Search the listing for the word "lists" and return each line that contains it.
= = = =
fn render_header<S: Storage>(f: &mut Frame, area: Rect, app: &App<S>) {
    let window = app.window();
    let summary = Summary::compute(app.store.document(), &window, &app.search);

    let mut tab_spans = vec![];
    for (i, page) in PAGES.iter().enumerate() {
        if i > 0 {
            tab_spans.push(Span::raw(" │ "));
        }
        let style = if *page == app.current_page {
            Style::default()
                .fg(Color::Yellow)
                .add_modifier(Modifier::BOLD | Modifier::UNDERLINED)
        } else {
            Style::default().fg(Color::DarkGray)
        };
        tab_spans.push(Span::styled(page.title().to_string(), style));
    }
    tab_spans.push(Span::raw("  |  "));
    tab_spans.push(Span::styled(
        format!("{} {}", month_label(app.month), app.year),
        Style::default().fg(Color::Cyan).add_modifier(Modifier::BOLD),
    ));

    let profit_color = if summary.is_profitable() {
        Color::Green
    } else {
        Color::Red
    };
    let kpi_spans = vec![
        Span::styled(
            format!("Revenue {:.2} ({})", summary.revenue, summary.payment_count),
            Style::default().fg(Color::Green),
        ),
        Span::raw("  "),
        Span::styled(
            format!("Expenses {:.2} ({})", summary.expense_total, summary.expense_count),
            Style::default().fg(Color::Red),
        ),
        Span::raw("  "),
        Span::styled(
            format!("Profit {:.2}", summary.profit),
            Style::default().fg(profit_color).add_modifier(Modifier::BOLD),
        ),
        Span::raw("  "),
        Span::styled(
            format!(
                "Students {} / paid {}",
                summary.student_count, summary.paid_student_count
            ),
            Style::default().fg(Color::White),
        ),
    ];

    let header = Paragraph::new(vec![Line::from(tab_spans), Line::from(kpi_spans)]).block(
        Block::default()
            .borders(Borders::ALL)
            .border_style(Style::default().fg(Color::Cyan)),
    );
    f.render_widget(header, area);
}

fn render_overview<S: Storage>(f: &mut Frame, area: Rect, app: &App<S>) {
    let chunks = Layout::default()
        .direction(Direction::Horizontal)
        .constraints([Constraint::Percentage(65), Constraint::Percentage(35)])
        .split(area);

    let doc = app.store.document();
    let series = yearly_series(doc, app.year, &app.offset);
    let (revenue, expenses, profit) = series.iter().fold((0.0, 0.0, 0.0), |acc, m| {
        (acc.0 + m.revenue, acc.1 + m.expenses, acc.2 + m.profit)
    });

    let title = Line::from(vec![
        Span::raw(format!(" {} ", app.year)),
        Span::styled(format!("■ Revenue {:.0} ", revenue), Style::default().fg(SERIES_COLORS[0])),
        Span::styled(format!("■ Expenses {:.0} ", expenses), Style::default().fg(SERIES_COLORS[1])),
        Span::styled(format!("■ Profit {:.0} ", profit), Style::default().fg(SERIES_COLORS[2])),
    ]);

    let mut chart = BarChart::default()
        .block(Block::default().borders(Borders::ALL).title(title))
        .bar_width(1)
        .bar_gap(0)
        .group_gap(1);
    for month in &series {
        let bars: Vec<Bar> = month_bar_values(month)
            .into_iter()
            .zip(SERIES_COLORS)
            .map(|(value, color)| {
                Bar::default()
                    .value(value)
                    .text_value(String::new())
                    .style(Style::default().fg(color))
            })
            .collect();
        chart = chart.data(
            BarGroup::default()
                .label(Line::from(month.label.clone()))
                .bars(&bars),
        );
    }
    f.render_widget(chart, chunks[0]);

    let window = app.window();
    let view = FilteredView::new(doc, &window, &app.search);
    render_staff_totals(f, chunks[1], &view.by_staff());
}

/// Revenue, expenses, profit
const SERIES_COLORS: [Color; 3] = [Color::Green, Color::Red, Color::Cyan];

/// Bar heights for one month; a loss draws as an empty profit bar
fn month_bar_values(month: &MonthTotals) -> [u64; 3] {
    [month.revenue, month.expenses, month.profit].map(|v| v.max(0.0).round() as u64)
}

fn render_staff_totals(f: &mut Frame, area: Rect, totals: &[StaffTotal]) {
    let header = Row::new(["Received By", "Total"].map(|h| {
        Cell::from(h).style(Style::default().fg(Color::Yellow).add_modifier(Modifier::BOLD))
    }))
    .style(Style::default().bg(Color::DarkGray));

    let rows = totals.iter().map(|t| {
        Row::new(vec![
            Cell::from(t.name.clone()),
            Cell::from(format!("{:.2}", t.total)).style(Style::default().fg(Color::Green)),
        ])
    });

    let table = Table::new(
        rows,
        [Constraint::Min(12), Constraint::Length(12)],
    )
    .header(header)
    .block(
        Block::default()
            .borders(Borders::ALL)
            .title(" By staff (this month) "),
    );
    f.render_widget(table, area);
}
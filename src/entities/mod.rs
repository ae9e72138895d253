// Entity Models - the four lists that make up a ledger Document
//
// Every record has:
// - Opaque identity (UUID string) assigned once at creation
// - camelCase JSON field names matching the persisted layout
// - Lenient reads: missing or null fields default, amounts coerce to numbers
//   only when a total is computed
// - Absent keys stay absent and unknown keys are kept in `extra`, so a
//   loaded record saves back the way it was read

pub mod document;
pub mod expense;
pub mod payment;
pub mod student;

pub use document::{Document, MISSING_PLACEHOLDER};
pub use expense::Expense;
pub use payment::{Payment, PaymentMethod};
pub use student::{Student, StudentStatus};

use serde::{Deserialize, Serialize};
use std::fmt;
use std::str::FromStr;

/// Fresh opaque identifier for a new record
pub fn new_id() -> String {
    uuid::Uuid::new_v4().to_string()
}

/// Best-effort numeric reading of a stored amount.
/// Numbers pass through, numeric strings parse, everything else is 0.
pub fn coerce_amount(value: &serde_json::Value) -> f64 {
    match value {
        serde_json::Value::Number(n) => n.as_f64().unwrap_or(0.0),
        serde_json::Value::String(s) => s
            .trim()
            .parse::<f64>()
            .ok()
            .filter(|v| v.is_finite())
            .unwrap_or(0.0),
        _ => 0.0,
    }
}

/// Optional text field as `&str`, empty when absent
pub(crate) fn text_or_empty(value: &Option<String>) -> &str {
    value.as_deref().unwrap_or("")
}

// ============================================================================
// AMOUNT
// ============================================================================

/// A stored amount, kept as the exact JSON value that was read.
/// `"TBD"`, `"250"`, `1500` and `10.5` all save back unchanged.
#[derive(Debug, Clone, PartialEq, Serialize, Deserialize)]
#[serde(transparent)]
pub struct Amount(pub serde_json::Value);

impl Amount {
    /// Numeric reading used for totals
    pub fn value(&self) -> f64 {
        coerce_amount(&self.0)
    }
}

impl From<f64> for Amount {
    /// Whole numbers are stored as JSON integers (`1500`, not `1500.0`)
    fn from(amount: f64) -> Self {
        if amount.is_finite() && amount.fract() == 0.0 && amount.abs() < 1e15 {
            Amount(serde_json::Value::from(amount as i64))
        } else {
            Amount(serde_json::Value::from(amount))
        }
    }
}

// ============================================================================
// ENTITY KIND
// ============================================================================

/// The three deletable record lists (staff is a plain name list)
#[derive(Debug, Clone, Copy, PartialEq, Eq, Serialize, Deserialize)]
pub enum EntityKind {
    Students,
    Payments,
    Expenses,
}

impl EntityKind {
    pub fn as_str(&self) -> &'static str {
        match self {
            EntityKind::Students => "students",
            EntityKind::Payments => "payments",
            EntityKind::Expenses => "expenses",
        }
    }

    /// Table title as shown on screen and used in export file names
    pub fn title(&self) -> &'static str {
        match self {
            EntityKind::Students => "Students",
            EntityKind::Payments => "Payments (Income)",
            EntityKind::Expenses => "Expenses",
        }
    }
}

impl fmt::Display for EntityKind {
    fn fmt(&self, f: &mut fmt::Formatter<'_>) -> fmt::Result {
        f.write_str(self.as_str())
    }
}

impl FromStr for EntityKind {
    type Err = String;

    fn from_str(s: &str) -> Result<Self, Self::Err> {
        match s.trim().to_lowercase().as_str() {
            "students" | "student" => Ok(EntityKind::Students),
            "payments" | "payment" => Ok(EntityKind::Payments),
            "expenses" | "expense" => Ok(EntityKind::Expenses),
            other => Err(format!(
                "unknown table '{}' (expected students, payments or expenses)",
                other
            )),
        }
    }
}

// ============================================================================
// LENIENT SERDE HELPERS
// ============================================================================

/// Field readers that never reject a document over a single odd value
pub(crate) mod lenient {
    use serde::{Deserialize, Deserializer};
    use serde_json::Value;

    pub fn text<'de, D>(deserializer: D) -> Result<String, D::Error>
    where
        D: Deserializer<'de>,
    {
        Ok(Option::<Value>::deserialize(deserializer)?
            .map(value_to_text)
            .unwrap_or_default())
    }

    pub fn opt_text<'de, D>(deserializer: D) -> Result<Option<String>, D::Error>
    where
        D: Deserializer<'de>,
    {
        Ok(Option::<Value>::deserialize(deserializer)?.map(value_to_text))
    }

    /// Any present value, `null` included, becomes `Some`; with
    /// `#[serde(default)]` an absent key stays `None`
    pub fn present<'de, D, T>(deserializer: D) -> Result<Option<T>, D::Error>
    where
        D: Deserializer<'de>,
        T: Deserialize<'de>,
    {
        T::deserialize(deserializer).map(Some)
    }

    pub fn list<'de, D, T>(deserializer: D) -> Result<Vec<T>, D::Error>
    where
        D: Deserializer<'de>,
        T: Deserialize<'de>,
    {
        Ok(Option::<Vec<T>>::deserialize(deserializer)?.unwrap_or_default())
    }

    fn value_to_text(value: Value) -> String {
        match value {
            Value::String(s) => s,
            Value::Null => String::new(),
            other => other.to_string(),
        }
    }
}

#[cfg(test)]
mod tests {
    use super::*;
    use serde_json::json;

    #[test]
    fn test_coerce_amount() {
        assert_eq!(coerce_amount(&json!(1500)), 1500.0);
        assert_eq!(coerce_amount(&json!(12.5)), 12.5);
        assert_eq!(coerce_amount(&json!(" 400 ")), 400.0);
        assert_eq!(coerce_amount(&json!("abc")), 0.0);
        assert_eq!(coerce_amount(&json!("inf")), 0.0);
        assert_eq!(coerce_amount(&json!(null)), 0.0);
        assert_eq!(coerce_amount(&json!([1])), 0.0);
    }

    #[test]
    fn test_amount_keeps_raw_value() {
        let junk = Amount(json!("TBD"));
        assert_eq!(junk.value(), 0.0);
        assert_eq!(serde_json::to_string(&junk).unwrap(), r#""TBD""#);

        assert_eq!(Amount::from(1500.0), Amount(json!(1500)));
        assert_eq!(serde_json::to_string(&Amount::from(1500.0)).unwrap(), "1500");
        assert_eq!(Amount::from(10.5).value(), 10.5);
        assert_eq!(Amount::from(f64::NAN).value(), 0.0);
    }

    #[test]
    fn test_new_ids_are_unique() {
        let a = new_id();
        let b = new_id();
        assert_ne!(a, b);
        assert_eq!(a.len(), 36);
    }

    #[test]
    fn test_entity_kind_parse() {
        assert_eq!("Payments".parse::<EntityKind>(), Ok(EntityKind::Payments));
        assert_eq!("expense".parse::<EntityKind>(), Ok(EntityKind::Expenses));
        assert!("staff".parse::<EntityKind>().is_err());
        assert_eq!(EntityKind::Payments.title(), "Payments (Income)");
    }
}
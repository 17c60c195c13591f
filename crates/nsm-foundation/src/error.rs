//! Error handling for the nsmigrate workspace

use thiserror::Error;

/// Core error type used throughout the migration engine
#[derive(Error, Debug)]
#[non_exhaustive]
pub enum MigrateError {
    /// Two identifiers in one file derived two different non-empty
    /// namespaces. A migrated file carries exactly one namespace, so this
    /// must be fixed manually in the offending file.
    #[error("two namespaces derived for {file}: {first} vs {second}")]
    AmbiguousNamespace {
        file: String,
        first: String,
        second: String,
    },

    #[error("Configuration error: {message}")]
    Config { message: String },

    #[error("I/O error: {0}")]
    Io(#[from] std::io::Error),

    #[error("JSON serialization/deserialization error: {0}")]
    Json(#[from] serde_json::Error),

    #[error("Internal error: {message}")]
    Internal { message: String },
}

impl MigrateError {
    /// Create a new ambiguous-namespace error
    pub fn ambiguous_namespace(
        file: impl Into<String>,
        first: impl Into<String>,
        second: impl Into<String>,
    ) -> Self {
        Self::AmbiguousNamespace {
            file: file.into(),
            first: first.into(),
            second: second.into(),
        }
    }

    /// Create a new configuration error
    pub fn config(message: impl Into<String>) -> Self {
        Self::Config {
            message: message.into(),
        }
    }

    /// Create a new internal error
    pub fn internal(message: impl Into<String>) -> Self {
        Self::Internal {
            message: message.into(),
        }
    }
}

/// Result type alias for convenience
pub type MigrateResult<T> = Result<T, MigrateError>;
//! Two-stage migration driver.
//!
//! The engine owns the settings and the rename map store and sequences the
//! two passes: the declaration stage must run to completion over the whole
//! source tree (and its map must be checkpointed) before the reference
//! stage starts, because reference rewriting can only trust a complete map.

use crate::declaration_pass::DeclarationRewritePass;
use crate::map_store::RenameMapStore;
use crate::reference_pass::ReferenceRewritePass;
use nsm_ast_api::{FileMover, ReferenceRenamer, SourceUnit};
use nsm_foundation::config::MigrationSettings;
use nsm_foundation::error::MigrateResult;
use serde::Serialize;
use tracing::info;

/// Counters summarizing one full migration run.
#[derive(Debug, Clone, Default, PartialEq, Eq, Serialize)]
#[serde(rename_all = "camelCase")]
pub struct MigrationReport {
    /// Files changed by the declaration stage
    pub changed_files: usize,
    /// References rewritten by the reference stage
    pub rewritten_references: usize,
    /// Total rename map entries after the run
    pub map_entries: usize,
}

/// Sequences the declaration and reference stages over a set of files.
pub struct MigrationEngine {
    settings: MigrationSettings,
    store: RenameMapStore,
}

impl MigrationEngine {
    /// Create an engine, loading any rename map persisted by a prior run
    /// from the configured sidecar directory.
    pub fn new(settings: MigrationSettings) -> Self {
        let store = RenameMapStore::new(&settings.classmap_dir);
        Self { settings, store }
    }

    /// The rename map accumulated so far.
    pub fn store(&self) -> &RenameMapStore {
        &self.store
    }

    /// Run the declaration stage over every file, then checkpoint the
    /// rename map. Returns the number of changed files.
    ///
    /// Stops at the first file that fails; entries recorded up to that
    /// point are still checkpointed, since the files they describe have
    /// already been rewritten.
    pub fn run_declaration_stage(
        &mut self,
        units: &mut [&mut dyn SourceUnit],
        mover: &mut dyn FileMover,
    ) -> MigrateResult<usize> {
        let mut outcome = Ok(0);

        {
            let mut pass = DeclarationRewritePass::new(&self.settings.rules, &mut self.store);
            let mut changed_files = 0;
            for unit in units.iter_mut() {
                match pass.run(&mut **unit, mover) {
                    Ok(true) => changed_files += 1,
                    Ok(false) => {}
                    Err(err) => {
                        outcome = Err(err);
                        break;
                    }
                }
            }
            if outcome.is_ok() {
                outcome = Ok(changed_files);
            }
        }

        self.store.save()?;

        let changed_files = outcome?;
        info!(
            changed_files,
            map_entries = self.store.len(),
            "declaration stage complete"
        );
        Ok(changed_files)
    }

    /// Run the reference stage over every file. Returns the number of
    /// rewritten references.
    pub fn run_reference_stage(
        &self,
        units: &mut [&mut dyn SourceUnit],
        renamer: &dyn ReferenceRenamer,
    ) -> usize {
        let pass = ReferenceRewritePass::new(&self.store, renamer, self.settings.prefer_imports);

        let mut rewritten_references = 0;
        for unit in units.iter_mut() {
            rewritten_references += pass.run(&mut **unit);
        }

        info!(rewritten_references, "reference stage complete");
        rewritten_references
    }

    /// Run both stages back to back over the same set of files.
    pub fn run(
        &mut self,
        units: &mut [&mut dyn SourceUnit],
        mover: &mut dyn FileMover,
        renamer: &dyn ReferenceRenamer,
    ) -> MigrateResult<MigrationReport> {
        let changed_files = self.run_declaration_stage(units, mover)?;
        let rewritten_references = self.run_reference_stage(units, renamer);

        Ok(MigrationReport {
            changed_files,
            rewritten_references,
            map_entries: self.store.len(),
        })
    }
}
= = = =
Answer to this problem:
// Entity Models - the four lists that make up a ledger Document
/// The three deletable record lists (staff is a plain name list)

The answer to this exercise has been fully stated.